Berita

Media Sosial/Net

Publika

Bingkai Gaya Hidup Gemerlap dalam Sorot Media Sosial

SELASA, 18 OKTOBER 2022 | 09:10 WIB | OLEH: YUDHI HERTANTO

“…Di depan ada polantas
Wajahnya begitu buas
Tangkap aku
Tawar menawar harga pas tancap gas…”
Kereta Tiba Pukul Berapa, Iwan Fals, 1983

Imajinasi itu bisa jadi masih sama. Apa yang diilustrasikan dalam lagu tersebut, masih melekat kuat di benak masyarakat. Petugas dan pejabat, seolah menjadi musuh dalam selimut. Padahal, para pelayan publik merupakan sarana bantu, dalam mengurai persoalan serta hajat umum.

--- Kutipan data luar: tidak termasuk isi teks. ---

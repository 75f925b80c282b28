//! # Level Estimator Module
//!
//! RMS level in dBFS with a peak-hold indicator.
//!
//! The instantaneous level is recomputed every cycle. The peak is carried
//! forward explicitly through the prior [`LevelReading`]: it is held for a
//! while after being raised, then falls linearly toward the current level.

use serde::Serialize;
use std::time::Duration;

/// Smallest RMS value converted to dB; keeps silence away from -inf.
const RMS_EPSILON: f64 = 1e-6;

/// Level of the full-scale ceiling.
pub const CEILING_DBFS: f32 = 0.0;

/// One cycle's level measurement.
#[derive(Debug, Clone, Copy, PartialEq, Serialize)]
pub struct LevelReading {
    pub instantaneous_dbfs: f32,
    pub peak_dbfs: f32,
    /// Time since the peak was last raised.
    pub peak_age: Duration,
}

impl LevelReading {
    /// Reading for a meter that has heard nothing yet.
    pub fn silent(floor_db: f32) -> Self {
        Self {
            instantaneous_dbfs: floor_db,
            peak_dbfs: floor_db,
            peak_age: Duration::ZERO,
        }
    }
}

/// Computes [`LevelReading`]s with a fixed floor and peak-hold behaviour.
#[derive(Debug, Clone)]
pub struct LevelEstimator {
    floor_db: f32,
    peak_hold: Duration,
    /// dB per second.
    decay_rate: f32,
}

impl LevelEstimator {
    pub fn new(floor_db: f32, peak_hold: Duration, decay_rate: f32) -> Self {
        Self {
            floor_db,
            peak_hold,
            decay_rate: decay_rate.max(0.0),
        }
    }

    pub fn floor_db(&self) -> f32 {
        self.floor_db
    }

    /// Measures `window` and advances the peak-hold state of `prior` by
    /// `elapsed`.
    ///
    /// # Arguments
    /// * `window` - Samples of this cycle
    /// * `prior` - Reading of the previous cycle, or [`LevelReading::silent`]
    /// * `elapsed` - Time since the previous cycle
    ///
    /// # Returns
    /// * `LevelReading` - Instantaneous level in `[floor, 0]` dBFS, and a peak
    ///   that is either raised to it or held and decayed from `prior`
    pub fn compute_level(
        &self,
        window: &[f32],
        prior: &LevelReading,
        elapsed: Duration,
    ) -> LevelReading {
        let instantaneous_dbfs = self.instantaneous_dbfs(window);

        let age = prior.peak_age + elapsed;
        // Only time spent past the hold period counts toward decay.
        let decaying = age.saturating_sub(self.peak_hold)
            - prior.peak_age.saturating_sub(self.peak_hold);
        let decayed_peak = (prior.peak_dbfs - self.decay_rate * decaying.as_secs_f32())
            .max(self.floor_db);

        if instantaneous_dbfs >= decayed_peak {
            LevelReading {
                instantaneous_dbfs,
                peak_dbfs: instantaneous_dbfs,
                peak_age: Duration::ZERO,
            }
        } else {
            LevelReading {
                instantaneous_dbfs,
                peak_dbfs: decayed_peak,
                peak_age: age,
            }
        }
    }

    /// RMS of `window` in dBFS, clamped to `[floor, 0]`.
    ///
    /// Empty, silent and non-finite windows all read as the floor.
    pub fn instantaneous_dbfs(&self, window: &[f32]) -> f32 {
        if window.is_empty() {
            return self.floor_db;
        }

        let mut sum_squares = 0.0f64;
        for &sample in window {
            if !sample.is_finite() {
                return self.floor_db;
            }
            sum_squares += sample as f64 * sample as f64;
        }

        let rms = (sum_squares / window.len() as f64).sqrt();
        let dbfs = 20.0 * rms.max(RMS_EPSILON).log10();
        (dbfs as f32).clamp(self.floor_db, CEILING_DBFS)
    }
}

#[cfg(test)]
mod tests {
    use super::*;
    use approx::assert_abs_diff_eq;
    use std::f32::consts::PI;

    const FLOOR: f32 = -90.0;

    fn estimator() -> LevelEstimator {
        LevelEstimator::new(FLOOR, Duration::ZERO, 10.0)
    }

    fn sine(amplitude: f32, frequency: f32, sample_rate: f32, len: usize) -> Vec<f32> {
        (0..len)
            .map(|i| amplitude * (2.0 * PI * frequency * i as f32 / sample_rate).sin())
            .collect()
    }

    #[test]
    fn unit_sine_reads_minus_three_db() {
        let window = sine(1.0, 441.0, 44_100.0, 4410);
        let level = estimator().instantaneous_dbfs(&window);
        assert_abs_diff_eq!(level, -3.01, epsilon = 0.1);
    }

    #[test]
    fn half_scale_dc_reads_minus_six_db() {
        let level = estimator().instantaneous_dbfs(&[0.5; 64]);
        assert_abs_diff_eq!(level, -6.02, epsilon = 0.01);
    }

    #[test]
    fn silence_reads_the_floor() {
        let estimator = estimator();
        assert_eq!(estimator.instantaneous_dbfs(&[0.0; 512]), FLOOR);
        assert_eq!(estimator.instantaneous_dbfs(&[]), FLOOR);

        let reading = estimator.compute_level(
            &[0.0; 512],
            &LevelReading::silent(FLOOR),
            Duration::from_millis(100),
        );
        assert_eq!(reading.instantaneous_dbfs, FLOOR);
        assert_eq!(reading.peak_dbfs, FLOOR);
        assert!(reading.peak_dbfs.is_finite());
    }

    #[test]
    fn non_finite_samples_read_the_floor() {
        let estimator = estimator();
        assert_eq!(estimator.instantaneous_dbfs(&[0.5, f32::NAN, 0.5]), FLOOR);
        assert_eq!(estimator.instantaneous_dbfs(&[f32::INFINITY]), FLOOR);
    }

    #[test]
    fn tiny_signal_clamps_to_floor() {
        let estimator = LevelEstimator::new(-60.0, Duration::ZERO, 0.0);
        assert_eq!(estimator.instantaneous_dbfs(&[1e-5; 32]), -60.0);
    }

    fn window_at(dbfs: f32) -> Vec<f32> {
        vec![10f32.powf(dbfs / 20.0); 256]
    }

    #[test]
    fn peak_is_held_without_elapsed_time() {
        let estimator = estimator();
        let mut reading = LevelReading::silent(FLOOR);
        let mut peaks = Vec::new();
        for db in [-10.0, -40.0, -40.0, -40.0] {
            reading = estimator.compute_level(&window_at(db), &reading, Duration::ZERO);
            peaks.push(reading.peak_dbfs);
        }
        for peak in peaks {
            assert_abs_diff_eq!(peak, -10.0, epsilon = 0.01);
        }
        assert_abs_diff_eq!(reading.instantaneous_dbfs, -40.0, epsilon = 0.01);
    }

    #[test]
    fn peak_decays_linearly_toward_current_level() {
        let estimator = estimator();
        let step = Duration::from_secs(1);
        let mut reading =
            estimator.compute_level(&window_at(-10.0), &LevelReading::silent(FLOOR), step);
        assert_abs_diff_eq!(reading.peak_dbfs, -10.0, epsilon = 0.01);

        let mut previous = reading.peak_dbfs;
        for expected in [-20.0, -30.0, -40.0, -40.0] {
            reading = estimator.compute_level(&window_at(-40.0), &reading, step);
            assert_abs_diff_eq!(reading.peak_dbfs, expected, epsilon = 0.01);
            assert!(reading.peak_dbfs <= previous);
            assert!(reading.peak_dbfs >= reading.instantaneous_dbfs - 0.01);
            previous = reading.peak_dbfs;
        }
    }

    #[test]
    fn hold_time_delays_decay() {
        let estimator = LevelEstimator::new(FLOOR, Duration::from_millis(1500), 10.0);
        let step = Duration::from_millis(500);
        let mut reading =
            estimator.compute_level(&window_at(-10.0), &LevelReading::silent(FLOOR), step);

        // 0.5 s, 1.0 s, 1.5 s of age: still held.
        for _ in 0..3 {
            reading = estimator.compute_level(&window_at(-40.0), &reading, step);
            assert_abs_diff_eq!(reading.peak_dbfs, -10.0, epsilon = 0.01);
        }
        assert_eq!(reading.peak_age, Duration::from_millis(1500));

        // 2.0 s: half a second of decay.
        reading = estimator.compute_level(&window_at(-40.0), &reading, step);
        assert_abs_diff_eq!(reading.peak_dbfs, -15.0, epsilon = 0.01);
    }

    #[test]
    fn louder_input_raises_peak_and_resets_age() {
        let estimator = estimator();
        let prior = LevelReading {
            instantaneous_dbfs: -30.0,
            peak_dbfs: -20.0,
            peak_age: Duration::from_secs(3),
        };
        let reading = estimator.compute_level(&window_at(-6.0), &prior, Duration::from_millis(50));
        assert_abs_diff_eq!(reading.peak_dbfs, -6.0, epsilon = 0.01);
        assert_eq!(reading.peak_age, Duration::ZERO);
    }
}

Tetapi persepsi yang ideal, kerap kali menjadi persoalan pada tataran realita. Beban publik menjadi bertambah, ketika ekspektasi akan wajah ramah pejabat dan petugas jarang ditemui di kehidupan nyata, sebaliknya justru berpotensi menambah masalah baru. Berbelit.

Berurusan dengan pejabat dan petugas, menjadi sedemikian menakutkan. Dalam bayangan publik, berurusan dengan kedua kriteria itu menghabiskan waktu dan biaya. Sebaiknya menghindar. Padahal eksistensi pejabat dan petugas, sejatinya memudahkan masalah publik.

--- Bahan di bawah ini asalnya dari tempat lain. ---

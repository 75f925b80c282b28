// soundcheck-core/src/lib.rs

//! The core logic for the soundcheck level meter and guitar tuner.
//! This crate is responsible for audio capture, the sample ring shared with
//! the analysis thread, level metering, pitch detection and string matching.
//! It is completely headless and contains no rendering code.

pub mod analysis;
pub mod audio;
pub mod bench;
pub mod config;
pub mod error;
pub mod level;
pub mod pitch;
pub mod ring_buffer;
pub mod tuning;

use serde::Serialize;

pub use analysis::{AnalysisWorker, Analyzer, SnapshotCell};
pub use audio::{AudioStream, StreamHealth, StreamMonitor};
pub use config::{MeterConfig, PerformanceProfile, ProfileKind};
pub use error::{MeterError, Result};
pub use level::LevelReading;
pub use pitch::PitchEstimate;
pub use ring_buffer::{AnalysisWindow, SampleRing};
pub use tuning::{ReferenceString, TuningResult};

/// Everything one analysis cycle produced, published for renderers and
/// telemetry.
#[derive(Debug, Clone, PartialEq, Serialize)]
pub struct MeterSnapshot {
    /// Increments once per analysis cycle; 0 before the first one.
    pub sequence: u64,
    pub level: LevelReading,
    pub pitch: PitchEstimate,
    /// Nearest string, present whenever the pitch estimate has a frequency.
    pub tuning: Option<TuningResult>,
    /// Cents offset smoothed across cycles on the same string.
    pub smoothed_cents: Option<f32>,
    pub health: StreamHealth,
}

impl MeterSnapshot {
    /// Snapshot for a meter that has not analysed anything yet.
    pub fn initial(floor_db: f32) -> Self {
        Self {
            sequence: 0,
            level: LevelReading::silent(floor_db),
            pitch: PitchEstimate::ABSENT,
            tuning: None,
            smoothed_cents: None,
            health: StreamHealth::Stopped,
        }
    }
}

Kali ini, sorotan tajam publik tertuju pada korps kepolisian. Meski pada hakikatnya, publik juga memiliki rekognisi kewaspadaan yang kuat dan serupa bagi seluruh pihak, yang menyandang label sebagai pemangku keputusan dalam berbagai level. Ketidakpercayaan menguat.

Institusi pelindung dan pengayom masyarakat, berhadapan dengan jebloknya citra, kehilangan kepercayaan dan simpati publik sebagai basis legitimasi. Rentetan kejadian menimbulkan coreng di muka organisasi. Sebut saja judi, narkoba, kerusuhan, serta pembunuhan berencana.

Bila sudah demikian, apa yang perlu mendapatkan perhatian dan ditindaklanjuti?

Kejujuran dan kemauan untuk bertransformasi serta mereformasi organisasi menjadi kunci utama. Pada dua ranah (i) struktural dan (ii) kultural pola perubahan itu harus dimulai. Pada aspek struktural, mekanisme pengawasan dan pelaporan kinerja berjenjang perlu dibenahi.

Di wilayah kultural, upaya untuk mendorong terbentuknya sikap melayani perlu diboboti dengan transparansi, penting untuk ditekankan sebagai budaya organisasi. Perubahan dapat terjadi baik secara internal melalui regulasi, ataupun paksaan eksternal semisal rating publik.

Pertemuan Presiden dengan jajaran kepolisian, menjadi penting dan menarik. Menilik amanat yang disampaikan, termasuk perihal gaya hidup dan media sosial, hal tersebut merupakan bentuk pernyataan bahwa institusi kepolisian sesungguhnya memiliki peran signifikan bagi kehidupan bangsa.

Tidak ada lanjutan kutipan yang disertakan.